The Color Wheel constructs a world where pretty much everyone is equally petty, bigoted and mean-spirited; it then proceeds to sympathize with those who are petty, bigoted and mean-spirited out of vulnerability rather than class or upbringing. It takes some goddamn nerve to approach an essentially humanist premise through the trappings of ink-black misanthropy, and to align not with the few good people who might (theoretically) exist in this bleak world, but with two characters who are fascinatingly repulsive idiot-failures. Colin and J.R., brother and sister, indulge in jokey racism, belittle each other (especially about matters of relationships and sex), lie, and generally hold everyone and each other in contempt; they're also the only two characters in The Color Wheel shown trying to protect or please anyone other than themselves, and even then in the most wrongheaded ways imaginable. In a world where every action is equally wrong, rationale counts for everything—and though they're by no means "good people," and in every way as bad as the snobs and fakes they spend most of the movie interacting with, the siblings are, at the very least, pathetic.

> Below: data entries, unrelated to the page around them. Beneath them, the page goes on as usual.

use chrono::{DateTime, Utc};
use serde::{Deserialize, Serialize};

use crate::entity::{entity_conversions, DocType, Record};
use crate::keys;

/// Receipt and result of a batch submission between two agencies.
#[derive(Clone, Debug, PartialEq, Eq, Serialize, Deserialize)]
#[serde(rename_all = "camelCase")]
pub struct Acknowledgement {
    #[serde(rename = "acknowledgementID", default)]
    pub acknowledgement_id: String,
    /// Submission type wire code, e.g. `STRAN`.
    #[serde(default)]
    pub submission_type: String,
    /// Identifier of the acknowledged submission.
    #[serde(rename = "submissionID", default)]
    pub submission_id: String,
    #[serde(rename = "fromAgencyID", default)]
    pub from_agency_id: String,
    #[serde(rename = "toAgencyID", default)]
    pub to_agency_id: String,
    /// Return code wire value, e.g. `00`.
    #[serde(default)]
    pub return_code: String,
    #[serde(default, skip_serializing_if = "String::is_empty")]
    pub return_message: String,
    #[serde(default)]
    pub record_count: u32,
    #[serde(default, deserialize_with = "crate::blank::optional")]
    pub submission_date_time: Option<DateTime<Utc>>,
    #[serde(default, skip_serializing_if = "Option::is_none")]
    pub created_at: Option<DateTime<Utc>>,
    #[serde(default, skip_serializing_if = "Option::is_none")]
    pub updated_at: Option<DateTime<Utc>>,
}

impl Record for Acknowledgement {
    const DOC_TYPE: DocType = DocType::Acknowledgement;

    fn key(&self) -> String {
        keys::acknowledgement_key(&self.acknowledgement_id)
    }

    fn stamp_created(&mut self, at: DateTime<Utc>) {
        self.created_at = Some(at);
        self.updated_at = Some(at);
    }

    fn stamp_updated(&mut self, at: DateTime<Utc>) {
        self.updated_at = Some(at);
    }

    entity_conversions!(Acknowledgement);
}

#[cfg(test)]
mod tests {
    use super::*;

    #[test]
    fn acknowledgements_live_in_the_shared_store() {
        let ack = crate::samples::acknowledgement("ACK-1", "A1", "A2");
        assert_eq!(ack.key(), "ACK_ACK-1");
        assert!(ack.partition_name().is_none());
    }

    #[test]
    fn return_code_keeps_leading_zero() {
        let ack = crate::samples::acknowledgement("ACK-1", "A1", "A2");
        let json = serde_json::to_value(&ack).unwrap();
        assert_eq!(json["returnCode"], "00");
    }
}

The Color Wheel seems to have been made on a dare: make a sympathetic film about two ugly people who do ugly things while never betraying their ugliness. Colin is a compulsive douchebag whose stable focus-group job allows him to avoid being labelled as a "stuggling writer;" J.R. is an aspiring "broadcast journalist" with no apparent talent for either broadcasting or journalism. Neither has been wronged, neither's especially smart (Colin's idea of wit involves a "fake racist" shtick; J.R., it's revealed, didn't learn to read until she was 10), and both are chiefly attracted to people who look down on them (this extends to historical figures; despite showing no religious convictions, J.R. admits to having a crush on Moses). And yet despite (or maybe because of?) its detours into broad comedy, The Color Wheel manages to invest both characters with vulnerability, depth and even a perverse dignity; it's better at being a drama than most dramas.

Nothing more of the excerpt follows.